Una verdad insoslayable es que nadie se ha dado la vida a sí mismo: todos la hemos recibido de otros. Cuando se admite la anterior afirmación, resulta más fácil entender la propia vida como un don. Ahora bien, esa donación recibida no abarca la totalidad de la vida. Por la sencilla razón de que la vida humana recibida en el origen no está hecha del todo, sino que es preciso completarla, irla realizando a lo largo y lo ancho de la vida.
Esto permite distinguir dos planos muy diferentes en las personas: lo dado (por otros) y lo conquistado (por sí mismo). Respecto a lo dado, cabe hacer pocas modificaciones; en relación a lo conquistado es donde cada persona se compromete, gracias al ejercicio de su libertad. Conviene no olvidar, no obstante, que lo “conquistado” no se realiza a partir de la nada, sino a partir de lo “dado”.
Lo dado por los padres –y también por la sociedad- es lo recibido por la persona. Como todo desarrollo se hace a partir de lo recibido, parece conveniente entenderlo como un don, un regalo sin justificación alguna. Lo que antes no era, no puede ser fundamento alguno de lo que después será. Por eso, precisamente, nadie ha sido consultado, antes de ser engendrado, si quería ser hombre o mujer, nacer aquí o allá, en esta época o en la otra, ser más alto o más bajo, etc. A lo que no era –a la nada- nada se le puede preguntar.
A mi entender, la persona alcanza una mayor densidad y espesor en la medida que se robustece en su interior la agradecida acogida de sí misma, de “lo recibido”. Esto se traduce en una firme cohesión entre lo que piensa y lo que dice, lo que piensa y lo que hace, y lo que hace y lo que dice.
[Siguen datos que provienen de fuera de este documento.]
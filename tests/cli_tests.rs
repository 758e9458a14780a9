use assert_cmd::Command;
use predicates::prelude::*;
use std::fs;
use tempfile::TempDir;

const DIFF: &str = "\
Root/A/cr.c | 5 +++++
Root/A/m1/Public/f1.c | 10 +++++-----
Root/A/m1/Public/f2.c | 4 ----
Root/B/m2/Public/f3.c | 20 ++++++++++++++++++++
";

/// Helper to lay out the fixed input lists under `data/`.
fn setup_data_dir() -> TempDir {
    let temp = tempfile::tempdir().unwrap();
    let data = temp.path().join("data");
    fs::create_dir(&data).unwrap();
    fs::write(data.join("Copyright-changes.txt"), "Root/A/cr.c | 5 +++++\n").unwrap();
    fs::write(data.join("todo-changes.txt"), "Root/A/m1/Public/f2.c\n").unwrap();
    fs::write(data.join("changed-source-files.txt"), DIFF).unwrap();
    temp
}

fn cmd() -> Command {
    Command::cargo_bin("diff-attention").unwrap()
}

#[test]
fn default_run_reads_data_dir_and_writes_reports() {
    let temp = setup_data_dir();

    cmd()
        .current_dir(temp.path())
        .assert()
        .success()
        .stdout(predicate::str::contains("1 files in the todo list"))
        .stdout(predicate::str::contains("3 files in the diff list"));

    let summary = fs::read_to_string(temp.path().join("changes-functional-summary.csv")).unwrap();
    assert_eq!(
        summary,
        "Module,Layer,Changes,Plus,Minus,Todo,Score\n\
         m1,A,14,5,9,true,85.00\n\
         m2,B,20,20,0,false,15.00\n"
    );

    let detail = fs::read_to_string(temp.path().join("changes-detail.txt")).unwrap();
    assert!(detail.starts_with("A m1* | 14 +5,-9 | score 85.00\n"));
}

#[test]
fn default_run_fails_without_inputs_and_writes_nothing() {
    let temp = setup_data_dir();
    fs::remove_file(temp.path().join("data/todo-changes.txt")).unwrap();

    cmd()
        .current_dir(temp.path())
        .assert()
        .failure()
        .stderr(predicate::str::contains("todo-changes.txt"));

    assert!(!temp.path().join("changes-detail.txt").exists());
    assert!(!temp.path().join("changes-functional-summary.csv").exists());
}

#[test]
fn score_subcommand_with_explicit_files() {
    let temp = setup_data_dir();
    let out = temp.path().join("reports");

    cmd()
        .current_dir(temp.path())
        .args(["score", "--diff", "data/changed-source-files.txt", "-o"])
        .arg(&out)
        .assert()
        .success();

    // No copyright or todo list: every line counts, nothing is flagged.
    let summary = fs::read_to_string(out.join("changes-functional-summary.csv")).unwrap();
    assert_eq!(
        summary,
        "Module,Layer,Changes,Plus,Minus,Todo,Score\n\
         cr.c,A,5,5,0,false,0.00\n\
         m1,A,14,5,9,false,49.00\n\
         m2,B,20,20,0,false,15.00\n"
    );
}

#[test]
fn group_subcommand_writes_plain_summary() {
    let temp = setup_data_dir();

    cmd()
        .current_dir(temp.path())
        .args([
            "group",
            "data/changed-source-files.txt",
            "-c",
            "data/Copyright-changes.txt",
        ])
        .assert()
        .success();

    let summary = fs::read_to_string(temp.path().join("group-summary.csv")).unwrap();
    assert_eq!(
        summary,
        "Module,Layer,Changes,Plus,Minus\nm1,A,14,5,9\nm2,B,20,20,0\n"
    );

    let detail = fs::read_to_string(temp.path().join("group-detail.txt")).unwrap();
    assert!(detail.contains("A m1 | 14 +5,-9\n"));
    assert!(!detail.contains("score"));
}

#[test]
fn failed_summary_write_leaves_no_detail_report() {
    let temp = setup_data_dir();
    // A directory where the summary should go makes the final write fail.
    fs::create_dir(temp.path().join("group-summary.csv")).unwrap();

    cmd()
        .current_dir(temp.path())
        .args(["group", "data/changed-source-files.txt"])
        .assert()
        .failure()
        .stderr(predicate::str::contains("group-summary.csv"));

    assert!(!temp.path().join("group-detail.txt").exists());
    assert!(temp.path().join("group-summary.csv").is_dir());
}

#[test]
fn group_subcommand_requires_diff_list() {
    cmd()
        .arg("group")
        .assert()
        .failure()
        .stderr(predicate::str::contains("DIFF_LIST"));
}

#[test]
fn group_subcommand_reports_missing_file() {
    let temp = tempfile::tempdir().unwrap();

    cmd()
        .current_dir(temp.path())
        .args(["group", "missing.txt"])
        .assert()
        .failure()
        .stderr(predicate::str::contains("missing.txt"));
}
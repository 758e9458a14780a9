use anyhow::{Context, Result, bail};
use std::fs;
use std::io::Write;
use std::path::Path;
use tempfile::NamedTempFile;
use tracing::info;
use tracing_subscriber::{EnvFilter, fmt, prelude::*};

use diff_attention::cli::{self, Commands, ScoreInputs};
use diff_attention::parser::PathList;
use diff_attention::pipeline::{Reports, analyze, render};
use diff_attention::report::ReportMode;

/// Number of top-scoring modules logged after a scored run.
const TOP_MODULES: usize = 5;

fn main() -> Result<()> {
    let args = cli::parse_args();
    init_logging(args.verbose);

    match args.command {
        None => {
            let inputs = ScoreInputs::from_data_dir(&args.data_dir);
            handle_score(&inputs, &args.out_dir)?;
        }
        Some(Commands::Score(score_args)) => {
            handle_score(&score_args.into(), &args.out_dir)?;
        }
        Some(Commands::Group(group_args)) => {
            handle_group(
                &group_args.diff_list,
                group_args.copyright.as_deref(),
                &args.out_dir,
            )?;
        }
    }

    Ok(())
}

fn init_logging(verbose: bool) {
    let default_level = if verbose { "info" } else { "warn" };
    let filter =
        EnvFilter::try_from_default_env().unwrap_or_else(|_| EnvFilter::new(default_level));
    tracing_subscriber::registry()
        .with(fmt::layer().with_writer(std::io::stderr))
        .with(filter)
        .init();
}

/// Handle a scored run: todo tracking, composite scores, ranking.
///
/// Every input is read before any report is written.
fn handle_score(inputs: &ScoreInputs, out_dir: &Path) -> Result<()> {
    let copyright = load_list(inputs.copyright.as_deref())?;
    let todo = load_list(inputs.todo.as_deref())?;
    println!("{} files in the todo list", todo.len());

    let diff = read_input(&inputs.diff)?;
    let analysis = analyze(&diff, &copyright, &todo)?;
    println!("{} files in the diff list", analysis.modules.file_count());

    let reports = render(&analysis.modules, ReportMode::Scored)?;
    write_reports(
        &reports,
        &out_dir.join(cli::SCORED_DETAIL),
        &out_dir.join(cli::SCORED_SUMMARY),
    )?;

    for module in analysis.modules.ranked()?.into_iter().take(TOP_MODULES) {
        info!(
            module = module.name(),
            score = module.score().unwrap_or(0.0),
            "needs attention"
        );
    }

    Ok(())
}

/// Handle the grouping-only run.
fn handle_group(diff_list: &Path, copyright: Option<&Path>, out_dir: &Path) -> Result<()> {
    let copyright = load_list(copyright)?;
    let diff = read_input(diff_list)?;
    let analysis = analyze(&diff, &copyright, &PathList::default())?;

    let reports = render(&analysis.modules, ReportMode::Grouping)?;
    write_reports(
        &reports,
        &out_dir.join(cli::GROUP_DETAIL),
        &out_dir.join(cli::GROUP_SUMMARY),
    )
}

fn load_list(path: Option<&Path>) -> Result<PathList> {
    match path {
        Some(path) => Ok(PathList::parse(&read_input(path)?)),
        None => Ok(PathList::default()),
    }
}

fn read_input(path: &Path) -> Result<String> {
    if !path.exists() {
        bail!("input file not found: {}", path.display());
    }
    fs::read_to_string(path).with_context(|| format!("Failed to read {}", path.display()))
}

/// Write both reports or neither.
///
/// Each report is staged in a temporary file next to its target and only
/// moved into place once both are staged. If the second move fails, the
/// first report is removed again.
fn write_reports(reports: &Reports, detail: &Path, summary: &Path) -> Result<()> {
    let staged_detail = stage(detail, &reports.detail)?;
    let staged_summary = stage(summary, &reports.summary)?;

    staged_summary
        .persist(summary)
        .with_context(|| format!("Failed to write {}", summary.display()))?;
    if let Err(err) = staged_detail.persist(detail) {
        let _ = fs::remove_file(summary);
        return Err(anyhow::Error::new(err.error)
            .context(format!("Failed to write {}", detail.display())));
    }
    Ok(())
}

fn stage(target: &Path, contents: &[u8]) -> Result<NamedTempFile> {
    let dir = match target.parent() {
        Some(dir) if !dir.as_os_str().is_empty() => dir,
        _ => Path::new("."),
    };
    fs::create_dir_all(dir).with_context(|| format!("Failed to create {}", dir.display()))?;

    let mut file = NamedTempFile::new_in(dir)
        .with_context(|| format!("Failed to stage {}", target.display()))?;
    file.write_all(contents)
        .with_context(|| format!("Failed to stage {}", target.display()))?;
    Ok(file)
}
Esta coherencia de vida es ya, por sí misma, otro gran don. Un don que es conquistado por la persona (desde lo dado), a través de los actos libres que realiza. Un don que se alcanza con parsimonia, poco a poco, aunque se module y realice luego en el tiempo, en conformidad también con las circunstancias y el modo en que, desde la libertad personal, a él se responda.
Dos actitudes enfrentadas
Entendida la vida como un don, la persona puede aceptarla o rechazarla, agradecerla o quejarse del “reparto” que le tocó, asumirla o rebelarse contra ella, trabajar sobre lo dado para tratar de optimizarlo en su totalidad o empobrecerlo más aún y arruinarlo con la intolerancia a la frustración, culpar erróneamente a los padres de las propias limitaciones –como si ellos las hubieran elegido, cuando nada eligieron- o hacer uso de la propia libertad para diseñar un proyecto equivocado de la persona en que quiere convertirse.
Dicho con toda brevedad: entender el don de la propia vida como una tarea, como un reto grandioso al servicio de la realización personal y social, o lamentarse y lamerse las heridas victimitas (algunas imaginadas, como meros caprichitos neuróticos), en busca de la subvención y los privilegios que no acaban de llegar.
Conviene no olvidar que la libre acogida de ese don acontece en el apropiado ámbito del encuentro intersubjetivo, donde emerge la plenitud o el drama de la aventurada historia biográfica personal.
Es decir, que la profunda tarea de hacerse la mejor persona posible (proyecto de vida) ha de diseñarse teniendo en cuenta a los demás.
La vida humana no es un proceso hermético, clausurado y en sí mismo cerrado. Ninguna persona es una isla. Sin la relación con los demás, nadie llegará a ser quien realmente es. La autorrealización personal será legítima sólo si está al servicio de la realización de los otros. Aristóteles lo expresó muy bien al afirmar que “sin amigos nadie querría vivir”.
La actitud del “yo-para-mí-conmigo-sin nadie” es mala compañera en el viaje de la vida. En ella se ha secuestrado algo muy necesario a la persona: la amistad, la donación y la socialización; condiciones imprescindibles para el crecimiento singular. Esta actitud encamina a un proceso caracterizado, desde el principio hasta el final, por el mutismo, la incomunicación, el desencuentro consigo mismo y la soledad radical.
Por el contrario, la actitud de “ser-para-otros” en modo alguno empequeñece el proyecto: estimula el crecimiento de la persona en toda su estatura. Los otros le motivan a salir de sí, le ofrecen modelos alternativos que amplían su visión de la vida, le estimulan a desarrollar sus dones, y le proporcionan el calor de la compañía y la amistad, donde cada quién puede encontrarse consigo mismo.
Si en este proceso la persona contribuye a la felicidad de los otros, ¿puede ella misma ser desgraciada? “El infierno no son los otros”, como sostenía Sartre. La felicidad no es solitaria; no hay felicidad sin compañía. En palabras de Aristóteles, “la amistad es un alma que habita en dos cuerpos; un corazón que habita en dos almas”.